La globalizzazione dei mercati ci regala spesso assonanze tra società culturalmente molto diverse tra loro ma unite dallo stesso spirito capitalistico. La riviera romagnola e le isole del golfo del Siam in Thailandia hanno subito dal punto di vista del mercato del lavoro un’evoluzione simile, sebbene spinta da logiche di mercato in parte diverse. La corrispondenza tra Romagna ed alcune isole thailandesi potrebbe esser quindi letta con la stessa chiave con cui il sociologo Max Weber scrisse “L’etica protestante e lo spirito del capitalismo”, saggio nel quale Weber identificava nel lavoro l’essenza del capitalismo e riconduceva all’etica della religione protestante, lo spirito del capitalismo.

In questo caso l’etica riconducibile allo spirito capitalista sarebbe quella turistica, etica che sembra accomunare romagnoli e thailandesi e visto il mercato globale, non solo loro. Il legame è rappresentato dal fatto che gli operatori turistici di queste zone nel corso del tempo hanno cambiato la provenienza del personale operante nei propri esercizi turistici. Trentanni fa in Romagna i lavoratori in ambito turistico erano tutti italiani, molti dei quali romagnoli, oggi sono quasi tutti stranieri. È accaduta la stessa cosa nelle isole del golfo del Siam dove giardinieri, pizzaioli, camerieri, cuochi, addetti alle pulizie, baristi, perfino le massaggiatrici un tempo quasi tutti thailandesi (molti dalla regione rurale dell’Isaan) sono stati sostituiti oggi da lavoratori birmani.

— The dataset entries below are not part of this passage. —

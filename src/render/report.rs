use chrono::NaiveDate;
use serde::Serialize;
use url::Url;

use super::format::{age_text, explorer_url, format_address, format_date, group_thousands};
use crate::models::{ContractReport, RiskClass, RiskLevel};

/// Map a score onto its risk band
pub fn classify_score(score: u8) -> RiskClass {
    RiskClass::from(RiskLevel::from_score(score))
}

/// Display-ready strings for every field of the results panel
#[derive(Debug, Clone, PartialEq, Serialize)]
pub struct RenderedReport {
    pub address: String,
    pub score: u8,
    pub risk: RiskClass,
    pub name: String,
    pub contract_type: String,
    pub compiler: String,
    pub license: String,
    pub verified_text: &'static str,
    pub verified_badge: &'static str,
    pub proxy_text: &'static str,
    pub created_text: String,
    pub age_text: String,
    pub age_badge: &'static str,
    pub deployer_short: String,
    pub deployer_full: String,
    pub tx_count_text: String,
    pub balance_text: String,
    pub last_activity: &'static str,
    pub warnings: Vec<String>,
    pub explorer_url: String,
}

impl RenderedReport {
    /// The warnings card is only shown when there is something in it
    pub fn warnings_visible(&self) -> bool {
        !self.warnings.is_empty()
    }
}

pub fn render_report(report: &ContractReport, today: NaiveDate, explorer_base: &Url) -> RenderedReport {
    let address = report.address.as_str();
    
    let (verified_text, verified_badge) = if report.verified {
        ("Verified ✓", "result-badge--verified")
    } else {
        ("Not Verified", "result-badge--unverified")
    };
    
    RenderedReport {
        address: address.to_string(),
        score: report.risk_score,
        risk: classify_score(report.risk_score),
        name: or_placeholder(&report.name, "Unknown"),
        contract_type: or_placeholder(&report.contract_type, "Contract"),
        compiler: or_placeholder(&report.compiler, "Unknown"),
        license: or_placeholder(&report.license, "Unknown"),
        verified_text,
        verified_badge,
        proxy_text: if report.proxy { "Yes (Upgradeable)" } else { "No" },
        created_text: format_date(report.created),
        age_text: age_text(report.created, today),
        age_badge: report.age_category.badge(),
        deployer_short: format_address(report.deployer.as_str()),
        deployer_full: report.deployer.to_string(),
        tx_count_text: group_thousands(report.tx_count),
        balance_text: report.balance.to_string(),
        last_activity: "Recently",
        warnings: report.warnings.clone(),
        explorer_url: explorer_url(explorer_base, address),
    }
}

fn or_placeholder(value: &str, placeholder: &str) -> String {
    if value.trim().is_empty() {
        placeholder.to_string()
    } else {
        value.to_string()
    }
}
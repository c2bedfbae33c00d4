//! View handles and view state
//!
//! Pipelines never render anything themselves. They push state changes,
//! rendered reports, hints and notices into a view handle supplied by the
//! caller: a terminal printer in the binary, a recorder in tests.

pub mod animation;
mod state;
pub mod terminal;

pub use animation::{FrameClock, ScoreAnimation, SteppedClock, TokioFrameClock};
pub use state::{ViewEvent, ViewMachine, ViewState};
pub use terminal::{TerminalReportView, TerminalScannerView};

use crate::render::RenderedReport;
use crate::validation::FieldHint;

pub const MSG_GENERIC_FAILURE: &str = "Something went wrong. Try again.";
pub const MSG_ENTER_VALID_ADDRESS: &str = "Enter a valid Ethereum address";
pub const MSG_COPIED: &str = "Copied!";
pub const MSG_COPY_FAILED: &str = "Could not copy";
pub const MSG_DEMO_MODE: &str = "Demo mode: results are simulated";

#[derive(Debug, Clone, Copy, PartialEq, Eq)]
pub enum ToastKind {
    Success,
    Error,
    Info,
}

/// Transient notice. Replaces any notice already showing; how long it stays
/// up is up to the view.
#[derive(Debug, Clone, PartialEq, Eq)]
pub struct Toast {
    pub kind: ToastKind,
    pub message: String,
}

impl Toast {
    pub fn success(message: impl Into<String>) -> Self {
        Self { kind: ToastKind::Success, message: message.into() }
    }
    
    pub fn error(message: impl Into<String>) -> Self {
        Self { kind: ToastKind::Error, message: message.into() }
    }
    
    pub fn info(message: impl Into<String>) -> Self {
        Self { kind: ToastKind::Info, message: message.into() }
    }
}

/// Panels of the report modal
#[derive(Debug, Clone, Copy, PartialEq, Eq)]
pub enum ReportPanel {
    Form,
    Success,
}

/// Handle onto the scanner page
pub trait ScannerView: Send {
    fn on_state(&mut self, state: ViewState);
    
    /// Enable or disable the scan button
    fn set_trigger_enabled(&mut self, enabled: bool);
    
    /// Fill the results panel
    fn show_report(&mut self, report: &RenderedReport);
    
    /// Hide results, bring back the info panel and clear the input
    fn clear(&mut self);
    
    fn toast(&mut self, toast: Toast);
}

/// Handle onto the report modal
pub trait ReportView: Send {
    fn on_state(&mut self, state: ViewState);
    
    /// Disable the submit button and show the spinner
    fn set_submitting(&mut self, submitting: bool);
    
    fn set_hint(&mut self, hint: &FieldHint);
    
    fn show_panel(&mut self, panel: ReportPanel);
    
    fn set_open(&mut self, open: bool);
    
    fn toast(&mut self, toast: Toast);
}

Costano molto meno, spesso non hanno alcuna qualifica per la prestazione d’opera che forniranno e accettano con soddisfazione, visto che le condizioni e le opportunità lavorative in Birmania restano di gran lunga peggiori. La scelta di assumere lavoratori birmani, ora che i rapporti tra i due paesi sono stabili e le relazioni diplomatiche “discrete”, è dettata poi da interessi comuni: la Birmania riduce i disoccupati incamerando al contempo i soldi dei lavoratori birmani inviati a casa mentre la Thailandia ottiene personale a bassissimo costo per i propri operatori turistici. Uno spirito capitalistico che massifica i profitti senza avere tra l’altro il problema occidentale dell’alto costo del lavoro e che non ha per ora minato la condizione dei lavoratori thailandesi “sostituiti”, in quanto questi ultimi hanno lasciato tali occupazioni grazie all’opportunità di sceglierne altre molto più redditizie.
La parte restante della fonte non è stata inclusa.